START Input data

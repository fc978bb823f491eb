//! Video search and audio resolution.
//!
//! The rest of the system only sees the [`Resolver`] trait; [`YtDlp`] is the
//! production implementation, shelling out to the `yt-dlp` executable.

pub mod error;
mod models;
pub mod parse;
mod ytdlp;

use crate::error::Result;
use async_trait::async_trait;

pub use crate::models::{DateFilter, SearchResult, VideoId, VideoMetadata};
pub use crate::ytdlp::{Timeouts, YtDlp};

#[async_trait]
pub trait Resolver: Send + Sync {
    /// Search for videos. An empty query yields no results without doing any work.
    async fn search(&self, query: &str, filter: Option<DateFilter>) -> Result<Vec<SearchResult>>;

    async fn metadata(&self, video_id: &VideoId) -> Result<VideoMetadata>;

    /// A direct, short-lived URL to the best available audio stream.
    async fn audio_url(&self, video_id: &VideoId) -> Result<String>;
}
use crate::Database;
use crate::error::{Result, SqlxResultExt};
use crate::models::{AuthToken, TokenRow, to_timestamp};
use sqlx::SqlitePool;
use time::UtcDateTime;
use tracing::instrument;

/// Repository for magic-link tokens.
#[derive(Debug, Clone)]
pub struct AuthTokens {
    pool: SqlitePool,
}
impl From<&Database> for AuthTokens {
    fn from(db: &Database) -> Self {
        Self { pool: db.pool().clone() }
    }
}
impl AuthTokens {
    /// Store a freshly issued, unused token.
    ///
    /// Returns [`ErrorKind::Conflict`](crate::error::ErrorKind::Conflict) if the
    /// token value already exists; an existing token is never overwritten.
    #[instrument(skip_all, fields(expires_at = expires_at.unix_timestamp()))]
    pub async fn insert(
        &self,
        email: impl AsRef<str>,
        token: impl AsRef<str>,
        expires_at: UtcDateTime,
        now: UtcDateTime,
    ) -> Result<()> {
        sqlx::query(include_str!("../../queries/insert_token.sql"))
            .bind(email.as_ref())
            .bind(token.as_ref())
            .bind(to_timestamp(expires_at))
            .bind(to_timestamp(now))
            .execute(&self.pool)
            .await
            .or_store()?;
        Ok(())
    }

    /// Atomically mark the token used, provided it is unused and unexpired at `now`.
    ///
    /// Returns the email the token was issued for, or `None` if the token does
    /// not exist, has expired, or was already used. The check and the update
    /// are one conditional statement, so of several concurrent callers
    /// presenting the same token at most one receives `Some`.
    #[instrument(skip_all)]
    pub async fn consume(&self, token: impl AsRef<str>, now: UtcDateTime) -> Result<Option<String>> {
        sqlx::query_scalar(include_str!("../../queries/consume_token.sql"))
            .bind(token.as_ref())
            .bind(to_timestamp(now))
            .fetch_optional(&self.pool)
            .await
            .or_store()
    }

    /// Look a token up without consuming it.
    pub async fn get(&self, token: impl AsRef<str>) -> Result<Option<AuthToken>> {
        let row: Option<TokenRow> = sqlx::query_as(include_str!("../../queries/get_token.sql"))
            .bind(token.as_ref())
            .fetch_optional(&self.pool)
            .await
            .or_store()?;
        row.map(AuthToken::try_from).transpose()
    }

    /// Delete every token that is used or expired at `now`, returning how many were removed.
    #[instrument(skip(self))]
    pub async fn purge(&self, now: UtcDateTime) -> Result<u64> {
        let result = sqlx::query(include_str!("../../queries/purge_tokens.sql"))
            .bind(to_timestamp(now))
            .execute(&self.pool)
            .await
            .or_store()?;
        Ok(result.rows_affected())
    }
}

#[cfg(test)]
mod tests {
    use super::*;
    use crate::error::ErrorKind;
    use time::Duration;

    async fn setup() -> (Database, AuthTokens, UtcDateTime) {
        let db = Database::connect_in_memory().await.unwrap();
        let tokens = db.tokens();
        (db, tokens, UtcDateTime::now())
    }

    #[tokio::test]
    async fn test_consume_exactly_once() {
        let (_db, tokens, now) = setup().await;
        tokens.insert("a@b.com", "t0k3n", now + Duration::minutes(15), now).await.unwrap();
        assert_eq!(tokens.consume("t0k3n", now).await.unwrap().as_deref(), Some("a@b.com"));
        assert_eq!(tokens.consume("t0k3n", now).await.unwrap(), None);
        assert!(tokens.get("t0k3n").await.unwrap().unwrap().used);
    }

    #[tokio::test]
    async fn test_expired_token_is_not_consumed() {
        let (_db, tokens, now) = setup().await;
        tokens.insert("a@b.com", "t0k3n", now + Duration::minutes(15), now).await.unwrap();
        assert_eq!(tokens.consume("t0k3n", now + Duration::minutes(16)).await.unwrap(), None);
        // Exactly at expiry is already too late.
        assert_eq!(tokens.consume("t0k3n", now + Duration::minutes(15)).await.unwrap(), None);
        // The failed attempts did not mark it used.
        assert!(!tokens.get("t0k3n").await.unwrap().unwrap().used);
    }

    #[tokio::test]
    async fn test_unknown_token() {
        let (_db, tokens, now) = setup().await;
        assert_eq!(tokens.consume("missing", now).await.unwrap(), None);
    }

    #[tokio::test]
    async fn test_duplicate_token_conflicts() {
        let (_db, tokens, now) = setup().await;
        tokens.insert("a@b.com", "t0k3n", now + Duration::minutes(15), now).await.unwrap();
        let err = tokens.insert("c@d.com", "t0k3n", now + Duration::minutes(15), now).await.unwrap_err();
        assert!(matches!(&*err, ErrorKind::Conflict));
        // The original owner is untouched.
        assert_eq!(tokens.get("t0k3n").await.unwrap().unwrap().email, "a@b.com");
    }

    #[tokio::test]
    async fn test_concurrent_consumers_single_winner() {
        let (_db, tokens, now) = setup().await;
        tokens.insert("a@b.com", "t0k3n", now + Duration::minutes(15), now).await.unwrap();
        let (a, b, c) = tokio::join!(tokens.consume("t0k3n", now), tokens.consume("t0k3n", now), tokens.consume("t0k3n", now));
        let winners = [a.unwrap(), b.unwrap(), c.unwrap()].into_iter().flatten().count();
        assert_eq!(winners, 1);
    }

    #[tokio::test]
    async fn test_purge_removes_used_and_expired() {
        let (_db, tokens, now) = setup().await;
        tokens.insert("a@b.com", "used", now + Duration::minutes(15), now).await.unwrap();
        tokens.insert("a@b.com", "expired", now - Duration::minutes(1), now - Duration::minutes(16)).await.unwrap();
        tokens.insert("a@b.com", "live", now + Duration::minutes(15), now).await.unwrap();
        tokens.consume("used", now).await.unwrap();
        assert_eq!(tokens.purge(now).await.unwrap(), 2);
        assert!(tokens.get("used").await.unwrap().is_none());
        assert!(tokens.get("expired").await.unwrap().is_none());
        assert!(tokens.get("live").await.unwrap().is_some());
    }
}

END Input data

Copy out each entry precisely. Leave nothing out.

repository fc978bb823f491eb
//! Video search and audio resolution.
//!
//! The rest of the system only sees the [`Resolver`] trait; [`YtDlp`] is the
//! production implementation, shelling out to the `yt-dlp` executable.

pub mod error;
mod models;
pub mod parse;
mod ytdlp;

use crate::error::Result;
use async_trait::async_trait;

pub use crate::models::{DateFilter, SearchResult, VideoId, VideoMetadata};
pub use crate::ytdlp::{Timeouts, YtDlp};

#[async_trait]
pub trait Resolver: Send + Sync {
    /// Search for videos. An empty query yields no results without doing any work.
    async fn search(&self, query: &str, filter: Option<DateFilter>) -> Result<Vec<SearchResult>>;

    async fn metadata(&self, video_id: &VideoId) -> Result<VideoMetadata>;

    /// A direct, short-lived URL to the best available audio stream.
    async fn audio_url(&self, video_id: &VideoId) -> Result<String>;
}
use crate::Database;
use crate::error::{Result, SqlxResultExt};
use crate::models::{AuthToken, TokenRow, to_timestamp};
use sqlx::SqlitePool;
use time::UtcDateTime;
use tracing::instrument;

/// Repository for magic-link tokens.
#[derive(Debug, Clone)]
pub struct AuthTokens {
    pool: SqlitePool,
}
impl From<&Database> for AuthTokens {
    fn from(db: &Database) -> Self {
        Self { pool: db.pool().clone() }
    }
}
impl AuthTokens {
    /// Store a freshly issued, unused token.
    ///
    /// Returns [`ErrorKind::Conflict`](crate::error::ErrorKind::Conflict) if the
    /// token value already exists; an existing token is never overwritten.
    #[instrument(skip_all, fields(expires_at = expires_at.unix_timestamp()))]
    pub async fn insert(
        &self,
        email: impl AsRef<str>,
        token: impl AsRef<str>,
        expires_at: UtcDateTime,
        now: UtcDateTime,
    ) -> Result<()> {
        sqlx::query(include_str!("../../queries/insert_token.sql"))
            .bind(email.as_ref())
            .bind(token.as_ref())
            .bind(to_timestamp(expires_at))
            .bind(to_timestamp(now))
            .execute(&self.pool)
            .await
            .or_store()?;
        Ok(())
    }

    /// Atomically mark the token used, provided it is unused and unexpired at `now`.
    ///
    /// Returns the email the token was issued for, or `None` if the token does
    /// not exist, has expired, or was already used. The check and the update
    /// are one conditional statement, so of several concurrent callers
    /// presenting the same token at most one receives `Some`.
    #[instrument(skip_all)]
    pub async fn consume(&self, token: impl AsRef<str>, now: UtcDateTime) -> Result<Option<String>> {
        sqlx::query_scalar(include_str!("../../queries/consume_token.sql"))
            .bind(token.as_ref())
            .bind(to_timestamp(now))
            .fetch_optional(&self.pool)
            .await
            .or_store()
    }

    /// Look a token up without consuming it.
    pub async fn get(&self, token: impl AsRef<str>) -> Result<Option<AuthToken>> {
        let row: Option<TokenRow> = sqlx::query_as(include_str!("../../queries/get_token.sql"))
            .bind(token.as_ref())
            .fetch_optional(&self.pool)
            .await
            .or_store()?;
        row.map(AuthToken::try_from).transpose()
    }

    /// Delete every token that is used or expired at `now`, returning how many were removed.
    #[instrument(skip(self))]
    pub async fn purge(&self, now: UtcDateTime) -> Result<u64> {
        let result = sqlx::query(include_str!("../../queries/purge_tokens.sql"))
            .bind(to_timestamp(now))
            .execute(&self.pool)
            .await
            .or_store()?;
        Ok(result.rows_affected())
    }
}

#[cfg(test)]
mod tests {
    use super::*;
    use crate::error::ErrorKind;
    use time::Duration;

    async fn setup() -> (Database, AuthTokens, UtcDateTime) {
        let db = Database::connect_in_memory().await.unwrap();
        let tokens = db.tokens();
        (db, tokens, UtcDateTime::now())
    }

    #[tokio::test]
    async fn test_consume_exactly_once() {
        let (_db, tokens, now) = setup().await;
        tokens.insert("a@b.com", "t0k3n", now + Duration::minutes(15), now).await.unwrap();
        assert_eq!(tokens.consume("t0k3n", now).await.unwrap().as_deref(), Some("a@b.com"));
        assert_eq!(tokens.consume("t0k3n", now).await.unwrap(), None);
        assert!(tokens.get("t0k3n").await.unwrap().unwrap().used);
    }

    #[tokio::test]
    async fn test_expired_token_is_not_consumed() {
        let (_db, tokens, now) = setup().await;
        tokens.insert("a@b.com", "t0k3n", now + Duration::minutes(15), now).await.unwrap();
        assert_eq!(tokens.consume("t0k3n", now + Duration::minutes(16)).await.unwrap(), None);
        // Exactly at expiry is already too late.
        assert_eq!(tokens.consume("t0k3n", now + Duration::minutes(15)).await.unwrap(), None);
        // The failed attempts did not mark it used.
        assert!(!tokens.get("t0k3n").await.unwrap().unwrap().used);
    }

    #[tokio::test]
    async fn test_unknown_token() {
        let (_db, tokens, now) = setup().await;
        assert_eq!(tokens.consume("missing", now).await.unwrap(), None);
    }

    #[tokio::test]
    async fn test_duplicate_token_conflicts() {
        let (_db, tokens, now) = setup().await;
        tokens.insert("a@b.com", "t0k3n", now + Duration::minutes(15), now).await.unwrap();
        let err = tokens.insert("c@d.com", "t0k3n", now + Duration::minutes(15), now).await.unwrap_err();
        assert!(matches!(&*err, ErrorKind::Conflict));
        // The original owner is untouched.
        assert_eq!(tokens.get("t0k3n").await.unwrap().unwrap().email, "a@b.com");
    }

    #[tokio::test]
    async fn test_concurrent_consumers_single_winner() {
        let (_db, tokens, now) = setup().await;
        tokens.insert("a@b.com", "t0k3n", now + Duration::minutes(15), now).await.unwrap();
        let (a, b, c) = tokio::join!(tokens.consume("t0k3n", now), tokens.consume("t0k3n", now), tokens.consume("t0k3n", now));
        let winners = [a.unwrap(), b.unwrap(), c.unwrap()].into_iter().flatten().count();
        assert_eq!(winners, 1);
    }

    #[tokio::test]
    async fn test_purge_removes_used_and_expired() {
        let (_db, tokens, now) = setup().await;
        tokens.insert("a@b.com", "used", now + Duration::minutes(15), now).await.unwrap();
        tokens.insert("a@b.com", "expired", now - Duration::minutes(1), now - Duration::minutes(16)).await.unwrap();
        tokens.insert("a@b.com", "live", now + Duration::minutes(15), now).await.unwrap();
        tokens.consume("used", now).await.unwrap();
        assert_eq!(tokens.purge(now).await.unwrap(), 2);
        assert!(tokens.get("used").await.unwrap().is_none());
        assert!(tokens.get("expired").await.unwrap().is_none());
        assert!(tokens.get("live").await.unwrap().is_some());
    }
}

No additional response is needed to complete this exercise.